## Aim of the task
In the records below, find the line with "use crate::app::sidebar::SidebarState;" and the line with "first when longer."; return exactly those lines and every line between them.

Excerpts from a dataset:
^^^^
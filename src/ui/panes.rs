//! Block builders for every panel on screen.
//!
//! Each function fills one [Renderer] from app state and returns the rendered
//! block: exactly `height` rows of `width` cells, ANSI styled. The layout in
//! [crate::ui::render] only decides where the blocks go.

use crate::app::file_panel::FilePanel;
use crate::app::find_state::FindState;
use crate::app::help::HelpMenu;
use crate::app::preview::PreviewState;
use crate::app::sidebar::SidebarState;
use crate::app::state::PANEL_CHROME;
use crate::config::Theme;
use crate::ui::rendering::{
    Paint, Renderer, TruncateStyle, display_width, sanitize, truncate, truncate_left,
};
use crate::utils::shorten_home_path;

use std::path::Path;

/// Marker in front of entries that are in the selection.
const SELECTED_MARK: &str = "+ ";
const UNSELECTED_MARK: &str = "  ";

/// Pads `line` to exactly `width` cells, cutting it first when longer.
fn fit(line: &str, width: usize) -> String {
    let mut out = truncate(line, width, TruncateStyle::Tail);
    let pad = width.saturating_sub(display_width(&out));
    out.push_str(&" ".repeat(pad));
    out
}

fn title_of(path: &Path) -> String {
    path.file_name()
        .map(|n| n.to_string_lossy().into_owned())
        .unwrap_or_else(|| path.to_string_lossy().into_owned())
}

/// One file panel: path, divider, search line, divider, entries.
pub fn file_panel(
    panel: &FilePanel,
    theme: &Theme,
    width: usize,
    height: usize,
    focused: bool,
    footer_labels: bool,
) -> String {
    let name = format!("panel-{}", panel.id());
    let mut r = Renderer::new_auto_fix(theme.renderer_config(height, width, focused, &name));
    let cw = r.content_width();

    r.set_border_title(&title_of(panel.location()));
    r.set_border_info_items(panel.info_items(!footer_labels));
    if r.are_info_items_truncated() {
        r.set_border_info_items(panel.info_items(true));
    }

    r.add_lines([truncate_left(&shorten_home_path(panel.location()), cw)]);
    r.add_section();
    r.add_lines([format!("/{}", panel.query())]);
    r.add_section();

    let list_height = height.saturating_sub(PANEL_CHROME);
    if let Some(err) = panel.error() {
        r.add_lines([format!("[{}]", err)]);
    } else if panel.entries().is_empty() {
        let note = if panel.is_loading() {
            "loading..."
        } else if !panel.query().is_empty() {
            "[no matches]"
        } else {
            "[empty]"
        };
        r.add_lines([note]);
    } else {
        r.add_lines(entry_lines(panel, theme, cw, list_height, focused));
    }

    r.render()
}

fn entry_lines(
    panel: &FilePanel,
    theme: &Theme,
    width: usize,
    height: usize,
    focused: bool,
) -> Vec<String> {
    let entries = panel.entries();
    let cursor = panel.viewport().cursor();
    panel
        .viewport()
        .visible_range(entries.len(), height)
        .map(|idx| {
            let entry = &entries[idx];
            let selected = panel.is_selected(entry);
            let mark = if selected { SELECTED_MARK } else { UNSELECTED_MARK };
            let suffix = if entry.is_dir() { "/" } else { "" };
            let text = fit(
                &format!("{}{}{}", mark, sanitize(&entry.name_str()), suffix),
                width,
            );

            let mut paint = if selected {
                theme.selected_paint()
            } else if entry.is_dir() {
                theme.directory_paint()
            } else {
                Paint::NONE
            };
            if idx == cursor && focused {
                paint.bg = theme.cursor_paint().bg;
            }
            paint.apply(&text)
        })
        .collect()
}

/// The preview panel for the focused panel's cursor entry.
pub fn preview(state: &PreviewState, theme: &Theme, width: usize, height: usize) -> String {
    let mut r = Renderer::new_auto_fix(theme.renderer_config(height, width, false, "preview"));
    r.set_border_title(&state.path().map(title_of).unwrap_or_default());
    if state.lines().is_empty() && state.is_loading() {
        r.add_lines(["loading..."]);
    } else {
        // File contents are cut at the edge, not marked
        for line in state.lines() {
            r.add_line_with_style(line, TruncateStyle::Plain);
        }
    }
    r.render()
}

/// Key bindings overlay: filter line, divider, matching bindings. At most
/// `height` rows; shorter when fewer bindings match than fit.
pub fn help(menu: &HelpMenu, theme: &Theme, width: usize, height: usize) -> String {
    let mut cfg = theme.renderer_config(height, width, true, "help");
    cfg.truncate_height = true;
    // Rows are composed from key names and fixed descriptions
    cfg.sanitize = false;
    let mut r = Renderer::new_auto_fix(cfg);
    let cw = r.content_width();
    r.set_border_title("Help");
    r.set_border_info_items(menu.info_items());

    let caret = if menu.is_filtering() { "_" } else { "" };
    r.add_lines([format!("/{}{}", sanitize(menu.query()), caret)]);
    r.add_section();

    if menu.match_count() == 0 {
        r.add_lines(["[no matches]"]);
        return r.render();
    }

    let key_width = menu
        .matching()
        .map(|(_, keys)| display_width(keys))
        .max()
        .unwrap_or(0)
        .min(cw / 2);
    let cursor = theme.cursor_paint();
    let list_height = r.content_height().saturating_sub(2);
    let lines = menu
        .visible_lines(list_height, key_width)
        .into_iter()
        .map(|(is_cursor, line)| {
            if is_cursor {
                cursor.apply(&fit(&line, cw))
            } else {
                line
            }
        });
    r.add_lines(lines);
    r.render()
}

/// Directory sidebar: well-known directories, divider, pinned ones.
pub fn sidebar(
    state: &SidebarState,
    theme: &Theme,
    width: usize,
    height: usize,
    focused: bool,
    current: &Path,
) -> String {
    let mut r = Renderer::new_auto_fix(theme.renderer_config(height, width, focused, "sidebar"));
    let cw = r.content_width();
    r.set_border_title("Places");
    if !state.is_empty() {
        r.set_border_info_items([format!("{}/{}", state.viewport().cursor() + 1, state.len())]);
    }

    let list_height = state.list_height(r.content_height());
    let cursor = state.viewport().cursor();
    let split = state.well_known().len();
    let paint_row = |idx: usize| -> Option<String> {
        let entry = state.get(idx)?;
        let line = fit(&sanitize(entry.name()), cw);
        let paint = if idx == cursor && focused {
            theme.cursor_paint()
        } else if entry.path() == current {
            theme.directory_paint()
        } else {
            Paint::NONE
        };
        Some(paint.apply(&line))
    };

    let range = state.viewport().visible_range(state.len(), list_height);
    let (upper, lower): (Vec<usize>, Vec<usize>) = range.partition(|&idx| idx < split);
    r.add_lines(upper.iter().filter_map(|&idx| paint_row(idx)));
    if !upper.is_empty() && !lower.is_empty() {
        r.add_section();
    }
    r.add_lines(lower.iter().filter_map(|&idx| paint_row(idx)));
    r.render()
}

/// Find overlay: query line, divider, results relative to the base.
pub fn find(state: &FindState, theme: &Theme, width: usize, height: usize) -> String {
    let mut r = Renderer::new_auto_fix(theme.renderer_config(height, width, true, "find"));
    let cw = r.content_width();
    r.set_border_title(&format!("Find in {}", shorten_home_path(state.base())));
    r.set_border_info_items(state.info_items());

    r.add_lines([format!("> {}", state.query())]);
    r.add_section();

    if let Some(err) = state.error() {
        r.add_lines([format!("[{}]", err)]);
        return r.render();
    }

    let list_height = height.saturating_sub(4);
    let results = state.results();
    let cursor = state.viewport().cursor();
    let lines = state
        .viewport()
        .visible_range(results.len(), list_height)
        .map(|idx| {
            let result = &results[idx];
            let suffix = if result.is_dir() { "/" } else { "" };
            let line = fit(
                &format!("{}{}", sanitize(&result.relative(state.base())), suffix),
                cw,
            );
            if idx == cursor {
                theme.cursor_paint().apply(&line)
            } else if result.is_dir() {
                theme.directory_paint().apply(&line)
            } else {
                line
            }
        });
    r.add_lines(lines);
    r.render()
}

#[cfg(test)]
mod tests {
    use super::*;
    use crate::app::sidebar::SidebarEntry;
    use crate::config::Keys;
    use crate::core::sort::SortOptions;
    use crate::core::worker::load_listing;
    use crate::ui::rendering::strip_ansi;
    use std::fs::File;
    use std::time::Instant;
    use tempfile::tempdir;

    fn assert_block(block: &str, width: usize, height: usize) {
        let rows: Vec<&str> = block.lines().collect();
        assert_eq!(rows.len(), height);
        for row in rows {
            assert_eq!(display_width(&strip_ansi(row)), width, "row {:?}", row);
        }
    }

    fn loaded_panel(dir: &Path) -> FilePanel {
        let mut panel = FilePanel::new(1, dir.to_path_buf(), SortOptions::default(), false);
        let ticket = panel.issue_listing(Instant::now());
        let listing = load_listing(ticket.context());
        panel.apply_listing(ticket.complete(listing), 20);
        panel
    }

    #[test]
    fn file_panel_has_exact_geometry() -> Result<(), Box<dyn std::error::Error>> {
        let temp = tempdir()?;
        for i in 0..30 {
            File::create(temp.path().join(format!("file_with_a_long_name_{i}.txt")))?;
        }
        let panel = loaded_panel(temp.path());
        let theme = Theme::default().with_overrides();
        for (w, h) in [(40, 20), (12, 8), (80, 7)] {
            let block = file_panel(&panel, &theme, w, h, true, true);
            assert_block(&block, w, h);
        }
        Ok(())
    }

    #[test]
    fn file_panel_layout_rows() -> Result<(), Box<dyn std::error::Error>> {
        let temp = tempdir()?;
        File::create(temp.path().join("notes.txt"))?;
        let panel = loaded_panel(temp.path());
        let theme = Theme::default().with_overrides();
        let block = strip_ansi(&file_panel(&panel, &theme, 40, 10, false, true));
        let rows: Vec<&str> = block.lines().collect();
        assert!(rows[3].contains('/'));
        assert!(rows[5].contains("notes.txt"));
        assert!(rows[9].contains("1/1"));
        Ok(())
    }

    #[test]
    fn empty_directory_note() -> Result<(), Box<dyn std::error::Error>> {
        let temp = tempdir()?;
        let panel = loaded_panel(temp.path());
        let theme = Theme::default().with_overrides();
        let block = strip_ansi(&file_panel(&panel, &theme, 30, 10, true, false));
        assert!(block.contains("[empty]"));
        Ok(())
    }

    #[test]
    fn preview_title_matches_shown_content() -> Result<(), Box<dyn std::error::Error>> {
        use crate::core::worker::PreviewContext;
        use std::sync::Arc;
        use std::time::Duration;

        let theme = Theme::default().with_overrides();
        let target = |name: &str| PreviewContext {
            path: Path::new("/tmp").join(name),
            width: 28,
            height: 8,
        };
        let mut state = PreviewState::new();
        let t0 = Instant::now();
        let later = t0 + Duration::from_millis(100);
        state.retarget(Some(target("alpha.txt")), t0);
        let ticket = state.take_request(later).ok_or("preview not requested")?;
        state.apply(ticket.complete(Arc::new(vec!["alpha body".to_string()])));

        state.retarget(Some(target("beta.txt")), later);
        let block = strip_ansi(&preview(&state, &theme, 30, 10));
        let top = block.lines().next().ok_or("empty block")?;
        assert!(top.contains("alpha.txt"));
        assert!(!block.contains("beta.txt"));
        assert!(block.contains("alpha body"));
        Ok(())
    }

    #[test]
    fn help_and_preview_blocks_fit() {
        let theme = Theme::default().with_overrides();
        let menu = HelpMenu::new(&Keys::default());
        assert_block(&help(&menu, &theme, 50, 12), 50, 12);

        let tall = help(&menu, &theme, 50, 500);
        let rows = tall.lines().count();
        assert!(rows < 500);
        assert_block(&tall, 50, rows);

        let state = PreviewState::new();
        assert_block(&preview(&state, &theme, 30, 10), 30, 10);

        let find_state = FindState::default();
        assert_block(&find(&find_state, &theme, 40, 10), 40, 10);
    }

    #[test]
    fn sidebar_groups_split_by_divider() {
        let theme = Theme::default().with_overrides();
        let state = SidebarState::new(
            vec![SidebarEntry::new("Home", "/home/me".into())],
            vec!["/srv/pinned".into()],
        );
        let block = sidebar(&state, &theme, 20, 8, true, Path::new("/srv/pinned"));
        assert_block(&block, 20, 8);
        let rows: Vec<String> = block.lines().map(strip_ansi).collect();
        assert!(rows[0].contains("Places"));
        assert!(rows[7].contains("1/2"));
        assert!(rows[1].contains("Home"));
        assert!(!rows[2].chars().any(char::is_alphanumeric), "divider row");
        assert!(rows[3].contains("pinned"));
    }
}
^^^^
## Result
use crate::app::sidebar::SidebarState;
use crate::app::state::PANEL_CHROME;
use crate::config::Theme;
use crate::ui::rendering::{
    Paint, Renderer, TruncateStyle, display_width, sanitize, truncate, truncate_left,
};
use crate::utils::shorten_home_path;

use std::path::Path;

/// Marker in front of entries that are in the selection.
const SELECTED_MARK: &str = "+ ";
const UNSELECTED_MARK: &str = "  ";

/// Pads `line` to exactly `width` cells, cutting it first when longer.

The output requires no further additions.